A primer on RCM by Janet Heimlich

When I began writing my book, Breaking Their Will: Shedding Light on Religious Child Maltreatment, the term religious child maltreatment or RCM did not exist. At least Google at never heard of it, as numerous online searches proved.

This dearth of information indicated that there hadn’t been much study on the negative impacts of religious practices and beliefs on children. And when I began asking people about it, I learned that talking about the subject often made people uncomfortable and sometimes defensive.

But it’s important that we do talk about RCM, because it’s the first step toward eradicating it. But it’s not only children who benefit by having this conversation. Faith communities are also served. Consider that many churches, synagogues, and mosques are struggling to attract families. As the late Dr. Donald Capps of Princeton University Seminary explained in A Child’s Song:

This is not a pleasant subject, especially for those of us who have deep personal attachments to the Christian faith. But we dare not avoid the subject, for the abuse of children in the name of religion may well be the most significant reason for why they leave the faith when they are old enough to do so. We must ask ourselves: Who can blame them?

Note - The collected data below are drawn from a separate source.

//! Login notifications (security alerts).
//!
//! Notifications are fire-and-forget: they run on a spawned task and a delivery
//! failure is only logged, never surfaced to the login request.

use anyhow::{Context, Result};
use serde::Serialize;
use std::sync::Arc;
use tracing::{error, info, Instrument};
use uuid::Uuid;

use super::BoxFuture;
use crate::APP_USER_AGENT;

pub const LOGIN_SUCCESS: &str = "login-success";
pub const LOGIN_SUCCESS_TFA: &str = "login-success-tfa";

#[derive(Clone, Debug, PartialEq, Serialize)]
pub struct Notification {
    pub template: String,
    pub user_id: Uuid,
    pub data: serde_json::Value,
}

impl Notification {
    #[must_use]
    pub fn login(template: &str, user_id: Uuid, location: &str) -> Self {
        Self {
            template: template.to_string(),
            user_id,
            data: serde_json::json!({ "location": location }),
        }
    }
}

pub trait Notifier: Send + Sync {
    fn notify<'a>(&'a self, notification: &'a Notification) -> BoxFuture<'a, Result<()>>;
}

/// Logs the notification instead of delivering it.
#[derive(Clone, Copy, Debug, Default)]
pub struct LogNotifier;

impl Notifier for LogNotifier {
    fn notify<'a>(&'a self, notification: &'a Notification) -> BoxFuture<'a, Result<()>> {
        Box::pin(async move {
            info!(
                template = %notification.template,
                user_id = %notification.user_id,
                data = %notification.data,
                "notification stub"
            );
            Ok(())
        })
    }
}

/// POSTs the notification as JSON to a mailer endpoint.
#[derive(Clone, Debug)]
pub struct WebhookNotifier {
    client: reqwest::Client,
    url: String,
}

impl WebhookNotifier {
    /// # Errors
    /// Returns an error if the HTTP client cannot be built.
    pub fn new(url: String) -> Result<Self> {
        let client = reqwest::Client::builder()
            .user_agent(APP_USER_AGENT)
            .timeout(std::time::Duration::from_secs(10))
            .build()
            .context("failed to build notification client")?;
        Ok(Self { client, url })
    }
}

impl Notifier for WebhookNotifier {
    fn notify<'a>(&'a self, notification: &'a Notification) -> BoxFuture<'a, Result<()>> {
        Box::pin(async move {
            self.client
                .post(&self.url)
                .json(notification)
                .send()
                .await
                .context("notification request failed")?
                .error_for_status()
                .context("notification endpoint rejected the request")?;
            Ok(())
        })
    }
}

/// Deliver `notification` on a background task.
pub fn dispatch(notifier: Arc<dyn Notifier>, notification: Notification) {
    let span = tracing::info_span!("notify", template = %notification.template);
    tokio::spawn(
        async move {
            if let Err(err) = notifier.notify(&notification).await {
                error!(user_id = %notification.user_id, "failed to send notification: {err:#}");
            }
        }
        .instrument(span),
    );
}

#[cfg(test)]
mod tests {
    use super::*;
    use crate::integrations::test_server;
    use axum::{routing::post, Json, Router};
    use tokio::sync::mpsc;

    #[test]
    fn login_notification_carries_location() {
        let user_id = Uuid::new_v4();
        let notification = Notification::login(LOGIN_SUCCESS, user_id, "Zurich, Switzerland");
        assert_eq!(notification.template, "login-success");
        assert_eq!(notification.data["location"], "Zurich, Switzerland");
    }

    #[tokio::test]
    #[allow(clippy::unwrap_used)]
    async fn log_notifier_always_succeeds() {
        let notification = Notification::login(LOGIN_SUCCESS_TFA, Uuid::new_v4(), "Unknown");
        LogNotifier.notify(&notification).await.unwrap();
    }

    #[tokio::test]
    #[allow(clippy::unwrap_used)]
    async fn webhook_notifier_posts_json() {
        let (sender, mut receiver) = mpsc::channel::<serde_json::Value>(1);
        let router = Router::new().route(
            "/notify",
            post(move |Json(body): Json<serde_json::Value>| {
                let sender = sender.clone();
                async move {
                    let _ = sender.send(body).await;
                }
            }),
        );
        let base = test_server::spawn(router).await;

        let notifier: Arc<dyn Notifier> =
            Arc::new(WebhookNotifier::new(format!("{base}/notify")).unwrap());
        let user_id = Uuid::new_v4();
        dispatch(notifier, Notification::login(LOGIN_SUCCESS, user_id, "Unknown"));

        let body = receiver.recv().await.unwrap();
        assert_eq!(body["template"], "login-success");
        assert_eq!(body["user_id"], user_id.to_string());
    }

    #[tokio::test]
    #[allow(clippy::unwrap_used)]
    async fn webhook_notifier_reports_http_errors() {
        let router = Router::new().route(
            "/notify",
            post(|| async { axum::http::StatusCode::INTERNAL_SERVER_ERROR }),
        );
        let base = test_server::spawn(router).await;
        let notifier = WebhookNotifier::new(format!("{base}/notify")).unwrap();
        let notification = Notification::login(LOGIN_SUCCESS, Uuid::new_v4(), "Unknown");
        assert!(notifier.notify(&notification).await.is_err());
    }
}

Why should they not abandon the scene of their silent torment?

What is religious child maltreatment?

RCM is child abuse or neglect that is enabled by religious beliefs held by perpetrators, victims, and the surrounding community. It occurs when children are harmed as a result of religious belief, doctrine, or practice. Examples include using religious messages to terrorize children, refusing to report sexual abuse perpetrated by religious leaders, denying children needed medical care due to beliefs about “faith healing,” and beating children based on particular scriptural interpretations.

RCM is not new. There are plenty of examples in the Old Testament. But what is a recent phenomenon is our recognition that adults can abuse or neglect children in the midst of adhering to religious doctrines. Marci A. Hamilton, CEO and Academic Director of CHILD USA, writes in God vs. the Gavel:

The United States has a romantic attitude toward religious individuals and institutions, as though they are always doing what is right. The unrealistic belief that religion is always for the good . . . is a hazardous myth. . . . Horrible things have been done to children beneath the cloak of religion. Children have been raped, beaten, and permitted to die excruciating deaths.

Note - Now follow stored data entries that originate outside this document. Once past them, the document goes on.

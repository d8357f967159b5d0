//! Profile stage for apps that log users in as one of several profiles.

use anyhow::Result;
use axum::{
    extract::{Extension, Query},
    http::{HeaderMap, StatusCode},
    response::Response,
    Json,
};
use sqlx::PgPool;
use std::sync::Arc;

use super::{
    abandon_login, body, require_browser, require_identity, require_recaptcha, resolve_app,
    respond,
    types::{reject, reply, AppParams, PickProfileRequest, StatusResponse},
    unexpected, LoginState,
};
use crate::{
    apps::App,
    credentials::store::{self, Profile},
    session::SessionState,
};

/// Outcome of resolving the profile for an app.
#[derive(Debug, PartialEq, Eq)]
pub(crate) enum ProfileSelection {
    /// No profile needed, or one is validly selected.
    Done,
    /// A single profile was picked automatically; the cookie must be rewritten.
    AutoSelected,
    /// The user has to choose.
    Pending(Vec<Profile>),
}

/// Resolve the profile stage for `app`, storing an automatic choice in `state`.
pub(crate) async fn select_profile(
    pool: &PgPool,
    session: &mut SessionState,
    app: &App,
) -> Result<ProfileSelection> {
    if !app.profile_required {
        return Ok(ProfileSelection::Done);
    }
    let profiles = store::profiles(pool, session.base().user_id).await?;
    Ok(apply_profiles(session, profiles))
}

fn apply_profiles(session: &mut SessionState, profiles: Vec<Profile>) -> ProfileSelection {
    let selected = session.base().profile_id.as_deref();
    if selected.is_some_and(|id| profiles.iter().any(|profile| profile.profile_id == id)) {
        return ProfileSelection::Done;
    }
    match profiles.as_slice() {
        [] => ProfileSelection::Done,
        [only] => {
            session.base_mut().profile_id = Some(only.profile_id.clone());
            ProfileSelection::AutoSelected
        }
        _ => ProfileSelection::Pending(profiles),
    }
}

#[utoipa::path(
    post,
    path = "/api/login/pick-profile",
    request_body = PickProfileRequest,
    params(AppParams),
    responses(
        (status = 200, description = "Profile stored, or LoggedOut on goback", body = StatusResponse),
        (status = 400, description = "InvalidRecaptcha, missing cookie, unknown app or InvalidProfile", body = StatusResponse),
    ),
    tag = "login"
)]
pub async fn pick_profile(
    headers: HeaderMap,
    login: Extension<Arc<LoginState>>,
    query: Query<AppParams>,
    payload: Option<Json<PickProfileRequest>>,
) -> Response {
    let request: PickProfileRequest = body(payload);
    respond(pick(&login, &headers, request, query.0).await)
}

async fn pick(
    login: &LoginState,
    headers: &HeaderMap,
    request: PickProfileRequest,
    query: AppParams,
) -> Result<Response, Response> {
    require_recaptcha(login, request.recaptcha.as_deref()).await?;
    let bi = require_browser(login, headers)?;
    let mut session = require_identity(login, headers)?;
    let profile_id = request
        .profile_id
        .filter(|id| !id.trim().is_empty())
        .ok_or_else(|| {
            reject(
                StatusCode::BAD_REQUEST,
                StatusResponse::bad_request("profile_id"),
            )
        })?;
    if profile_id == "goback" {
        return abandon_login(login, bi.session).await;
    }

    let params = request.app.or(query);
    let app_id = params
        .id
        .or_else(|| session.pending().and_then(|temp| temp.app_id.clone()));
    resolve_app(login, app_id.as_deref()).await?;

    let profiles = store::profiles(login.pool(), session.base().user_id)
        .await
        .map_err(|err| unexpected("failed to load profiles", err))?;
    if !profiles.iter().any(|profile| profile.profile_id == profile_id) {
        return Err(reject(
            StatusCode::BAD_REQUEST,
            StatusResponse::new("InvalidProfile"),
        ));
    }

    session.base_mut().profile_id = Some(profile_id);
    let mut out = HeaderMap::new();
    login
        .cookies()
        .write_identity(&mut out, &session)
        .map_err(|err| unexpected("failed to write identity cookie", err))?;
    Ok(reply(StatusCode::OK, out, StatusResponse::new("Success")))
}

#[cfg(test)]
mod tests {
    use super::*;
    use crate::{
        api::handlers::login::test_support,
        session::PendingLogin,
    };
    use axum::{
        body::{to_bytes, Body},
        http::{
            header::{CONTENT_TYPE, COOKIE},
            Request,
        },
        routing::post,
        Router,
    };
    use tower::ServiceExt;

    fn profile(id: &str) -> Profile {
        Profile {
            profile_id: id.to_string(),
            name: format!("Profile {id}"),
        }
    }

    fn session() -> SessionState {
        SessionState::Final {
            base: test_support::identity(),
        }
    }

    #[test]
    fn no_profiles_skips_the_stage() {
        let mut state = session();
        assert_eq!(apply_profiles(&mut state, Vec::new()), ProfileSelection::Done);
        assert!(state.base().profile_id.is_none());
    }

    #[test]
    fn single_profile_is_auto_selected() {
        let mut state = session();
        assert_eq!(
            apply_profiles(&mut state, vec![profile("p1")]),
            ProfileSelection::AutoSelected
        );
        assert_eq!(state.base().profile_id.as_deref(), Some("p1"));
    }

    #[test]
    fn several_profiles_wait_for_a_pick() {
        let mut state = session();
        let profiles = vec![profile("p1"), profile("p2")];
        assert_eq!(
            apply_profiles(&mut state, profiles.clone()),
            ProfileSelection::Pending(profiles)
        );
    }

    #[test]
    fn stale_selection_is_ignored() {
        let mut state = session();
        state.base_mut().profile_id = Some("gone".to_string());
        let profiles = vec![profile("p1"), profile("p2")];
        assert!(matches!(
            apply_profiles(&mut state, profiles.clone()),
            ProfileSelection::Pending(_)
        ));

        state.base_mut().profile_id = Some("p2".to_string());
        assert_eq!(apply_profiles(&mut state, profiles), ProfileSelection::Done);
    }

    #[allow(clippy::unwrap_used)]
    async fn post_pick(login: Arc<LoginState>, body: &str) -> (StatusCode, serde_json::Value) {
        let state = SessionState::Pending {
            base: test_support::identity(),
            temp: PendingLogin::default(),
        };
        let router = Router::new()
            .route("/api/login/pick-profile", post(pick_profile))
            .layer(Extension(login));
        let response = router
            .oneshot(
                Request::builder()
                    .method("POST")
                    .uri("/api/login/pick-profile")
                    .header(CONTENT_TYPE, "application/json")
                    .header(COOKIE, test_support::browser_with(&state))
                    .body(Body::from(body.to_string()))
                    .unwrap(),
            )
            .await
            .unwrap();
        let code = response.status();
        let bytes = to_bytes(response.into_body(), usize::MAX).await.unwrap();
        (code, serde_json::from_slice(&bytes).unwrap())
    }

    #[tokio::test]
    async fn pick_requires_profile_id() {
        let (code, body) = post_pick(test_support::state(), "{}").await;
        assert_eq!(code, StatusCode::BAD_REQUEST);
        assert_eq!(body["field"], "profile_id");
    }

    #[tokio::test]
    async fn failed_captcha_stops_before_goback() {
        let (code, body) = post_pick(
            test_support::captcha_denied(),
            r#"{"profile_id": "goback"}"#,
        )
        .await;
        assert_eq!(code, StatusCode::BAD_REQUEST);
        assert_eq!(body["status"], "InvalidRecaptcha");
    }
}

As high-profile crimes against children have taken place in small and large religious organizations, more and more people are asking whether certain kinds of religious belief should be considered a risk factor of child abuse and neglect.

How pervasive is RCM?

Children throughout the US and the world suffer child abuse or neglect enabled by religious belief every day. The impacts of this maltreatment can have serious longterm effects and can even be fatal. Whether a child is raised Christian, Jewish, Muslim, or of any other faith, he or she is at risk, particularly if the adults responsible for their wellbeing are part of an authoritarian culture.

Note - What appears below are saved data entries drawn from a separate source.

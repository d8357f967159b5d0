use crate::{
    api::{self, handlers::login::LoginConfig},
    apps::{BuiltinApps, Console},
    cli::commands::{integrations, login, oidc},
    credentials::BlockedDomains,
    integrations::{
        geo::{GeoLocator, HttpGeoLocator, NoGeoLocator},
        google::{DisabledIdentityVerifier, GoogleTokenInfo, IdentityVerifier},
        notify::{LogNotifier, Notifier, WebhookNotifier},
        recaptcha::{Recaptcha, SiteVerifyRecaptcha, SkipRecaptcha, SKIP_SECRET},
    },
    oidc::OidcProvider,
    session::{CookieAttributes, CookieCodec, SessionCookies},
};
use anyhow::Result;
use secrecy::ExposeSecret;
use std::sync::Arc;
use tracing::{info, warn};

#[derive(Debug)]
pub struct Args {
    pub port: u16,
    pub dsn: String,
    pub host: String,
    pub login: login::Options,
    pub integrations: integrations::Options,
    pub oidc: oidc::Options,
}

/// Execute the server action.
/// # Errors
/// Returns an error if a configured file cannot be loaded or the server fails to start.
pub async fn execute(args: Args) -> Result<()> {
    let config = login_config(&args.host, args.login, args.integrations, args.oidc)?;
    api::new(args.port, args.dsn, args.host, config).await
}

fn login_config(
    host: &str,
    login: login::Options,
    integrations: integrations::Options,
    oidc: oidc::Options,
) -> Result<LoginConfig> {
    let blocked = match &login.blocked_domains_file {
        Some(path) => BlockedDomains::from_file(path)?,
        None => BlockedDomains::default(),
    };
    info!("Loaded {} blocked email domains", blocked.len());

    let cookies = SessionCookies::new(
        CookieCodec::new(&login.cookie_secret),
        CookieAttributes::new(login.cookie_domain, login.cookie_secure),
        login.cookie_names,
        login.cookie_version,
    );
    let apps = BuiltinApps::new(
        login.account_app.into_app(Console::Account),
        login.admin_app.map(|app| app.into_app(Console::Admin)),
    );

    let recaptcha: Arc<dyn Recaptcha> = match integrations.recaptcha_secret {
        Some(secret) if secret.expose_secret() != SKIP_SECRET => {
            Arc::new(SiteVerifyRecaptcha::new(secret, integrations.recaptcha_url)?)
        }
        _ => {
            warn!("reCAPTCHA disabled");
            Arc::new(SkipRecaptcha)
        }
    };
    let geo: Arc<dyn GeoLocator> = match integrations.geoip_url {
        Some(url) => Arc::new(HttpGeoLocator::new(url)?),
        None => Arc::new(NoGeoLocator),
    };
    let google: Arc<dyn IdentityVerifier> = match integrations.google_client_id {
        Some(client_id) => Arc::new(GoogleTokenInfo::new(
            client_id,
            integrations.google_tokeninfo_url,
        )?),
        None => Arc::new(DisabledIdentityVerifier),
    };
    let notifier: Arc<dyn Notifier> = match integrations.notify_url {
        Some(url) => Arc::new(WebhookNotifier::new(url)?),
        None => Arc::new(LogNotifier),
    };
    let oidc = match oidc.keys {
        Some((private_key, public_key)) => Some(Arc::new(OidcProvider::load(
            host,
            &private_key,
            &public_key,
        )?)),
        None => None,
    };

    Ok(LoginConfig::new(cookies, apps)
        .with_code_ttl_seconds(login.code_ttl_seconds)
        .with_blocked_domains(Arc::new(blocked))
        .with_recaptcha(recaptcha)
        .with_geo_locator(geo)
        .with_identity_verifier(google)
        .with_notifier(notifier)
        .with_oidc(oidc))
}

Religious organizations in the US collectively have paid billions of dollars settling lawsuits with those they have harmed. High-profile cases of religious child maltreatment regularly appear in the news. You can find memoirs written by survivors who grew up in just about every religion, spiritual group, and cult.

Consider these statistics:

  • A 1984 study reviewing the health status of children in cults showed that these religious groups had unusually high incidences of physical abuse, sleep deprivation, and medical neglect.
  • A 1984 survey of Quaker families revealed that Quaker fathers reported more acts of violence toward their children than did fathers nationally, and Quaker sibling violence was significantly higher than sibling violence rates reported nationally.
  • A 1995 study that surveyed mental health professionals found that certain kinds of allegations of abuse fell under 3 categories: torturing or killing a child to rid him or her of evil, withholding needed medical care for religious reasons, and abusing a child under the cover of a religious role.
  • A 1998 study published in Pediatrics looked at 172 child deaths occurring in church groups that strongly promoted “faith healing” to cure illness and found that the medical conditions of 140 children would have yielded a 90% survival rate had they received medical care.
  • A 1999 study showed that the more ideologically conservative parents are, the more likely they are to have positive attitudes toward physically punishing children and the more important religion is to parents, the more likely they are to have attitudes that devalue and verbally abuse children.
  • A 2003 study showed that adults who experienced “religion-related” abuse in childhood suffered from more serious psychological problems than those who experienced abuse in which religion was not a factor.*
  • A 2005 study showed that individuals who are extrinsically religious (viewed religiosity as a means for attaining other goals rather than as an end in itself) have an increased risk of perpetrating child physical abuse.

Which children are at risk?

According to my research, the most vulnerable children are those who are raised in religious authoritarian cultures. That is, members or congregants tend to:

  • adhere to a strict social hierarchy
  • are unusually fearful, and
  • are socially separatist

Raising awareness of the issue of religious child maltreatment and its risk factors is the first step toward protecting children. And that’s something we all should strive to do, regardless of whether or not we are members of a faith community.